Si no puedes hacer esta rutina en la mañana y en la tarde...
- Puedes combinar la rutinas sin levantar pesas de la mañana y de la tarde en UNA sola rutina Haciendo una SuperSerie de 100 repeticiones usando UN ejercicio de la Parte 1 de la rutina de la mañana y UN ejercicio de la parte 1 de la tarde - por ejemplo...
- Puedes hacer 100 Flexiones de brazos seguidas por 100
dominadas, pero si quieres acabar tu rutina incluso más rápido...
- Digamos que solo puedes hacer 25 flexiones de brazos de forma continua antes de tener que descansar -
bien, en vez de descansar - Puedes continuar y hacer 25 dominadas y después regresas a hacer flexiones de brazos y alternas de un ejercicio a otro hasta que hayas hecho todas las 100 flexiones de brazos y las 100 dominadas, y después...
- Puedes
hacer esta rutina de 4 minutos para abdominales, y vas a finalizar tu rutina haciendo 5 a 10 carreras de velocidad o sprints (cuesta arriba) o
Haciendo 100 Saltos con Sentadillas. Otra alternativa es que...

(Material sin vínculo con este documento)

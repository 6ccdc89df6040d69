mod cli;
mod error;
mod panic_hook;
mod render;

use std::{path::PathBuf, process::ExitCode, sync::Arc};

use chrono::Utc;
use clap::Parser;
use console::style;
use log::{error, info};
use statement_utils::{
    address::parse_addresses,
    config::Config,
    disk_storage::DiskStorageInterface,
    etherscan::Etherscan,
    session::{Session, StatementParams},
};

use crate::{
    cli::{Cli, Commands},
    error::Result,
};

async fn run(cli: Cli) -> Result<()> {
    if let Some(Commands::Config { action }) = &cli.cmd {
        return action.handle();
    }

    let config = Config::load()?;

    let input = match &cli.addresses {
        Some(input) => input.clone(),
        None => config.addresses.clone(),
    };
    let addresses = parse_addresses(&input)?;
    let (start, end) = cli.period(Utc::now().date_naive())?;
    let params = StatementParams::new(addresses, start, end)?;

    let api_key = match cli.etherscan_api_key.clone().filter(|key| !key.is_empty()) {
        Some(key) => key,
        None => config.get_etherscan_api_key()?,
    };

    if cli.addresses.is_some() {
        Config::set_addresses(input)?;
    }

    info!(
        "statement for {} addresses on chain {} from {start} to {end}",
        params.addresses.len(),
        config.chain_id
    );

    let source = Arc::new(Etherscan::new(api_key, config.chain_id));
    let mut session = Session::new(config.native_asset());
    session.set_params(params);

    if !cli.json {
        eprintln!("{}", style("Loading transactions...").dim());
    }

    let Some(statement) = session.run(source).await? else {
        return Ok(());
    };

    if cli.json {
        render::print_json(statement)
    } else {
        render::print_statement(statement)
    }
}

fn report(err: &error::Error, log_path: Option<&PathBuf>) {
    error!("{err:?}");

    if err.is_integrity() {
        eprintln!("{} {err}", style("error:").red());
        eprintln!("This is a bug! Please report it along with the log file.");
    } else if err.is_fetch_failure() {
        eprintln!(
            "{} could not load transactions, please retry.",
            style("error:").red()
        );
        eprintln!("{}", style(err).dim());
    } else {
        eprintln!("{} {err}", style("error:").red());
    }

    if let Some(path) = log_path {
        eprintln!("{}", style(format!("log: {}", path.display())).dim());
    }
}

#[tokio::main]
async fn main() -> ExitCode {
    panic_hook::set();

    let cli = Cli::parse();

    let log_path = match statement_utils::log::init(cli.log_level) {
        Ok(path) => Some(path),
        Err(err) => {
            eprintln!("{} {err}", style("warning:").yellow());
            None
        }
    };

    match run(cli).await {
        Ok(()) => ExitCode::SUCCESS,
        Err(err) => {
            report(&err, log_path.as_ref());
            ExitCode::FAILURE
        }
    }
}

- Puedes hacer esta rutina en un ciclo de 4 días...
- Haciendo la Parte 1 de la rutina de la mañana el Lunes y...
- Haciendo la Parte 2 de la rutina de la mañana el Martes y...
- Haciendo la Parte 1 de la rutina de la tarde el Miércoles y...
- Haciendo la Parte 2 de la rutina de la tarde el Jueves y después...
- Descansando el Viernes y después repitiendo este ciclo el Sábado. Otra alternativa es que...
- Puedes hacer esta rutina en un ciclo de 2 días...
- Haciendo la rutina de la mañana el Lunes y...
- Haciendo la rutina de la tarde el Martes y...
-
Descansando el Miércoles y después...
- Haciendo la rutina de la mañana nuevamente el Jueves y...
- Haciendo la rutina de la tarde
nuevamente el Viernes y...
- Descansa el Sábado y Domingo, y después...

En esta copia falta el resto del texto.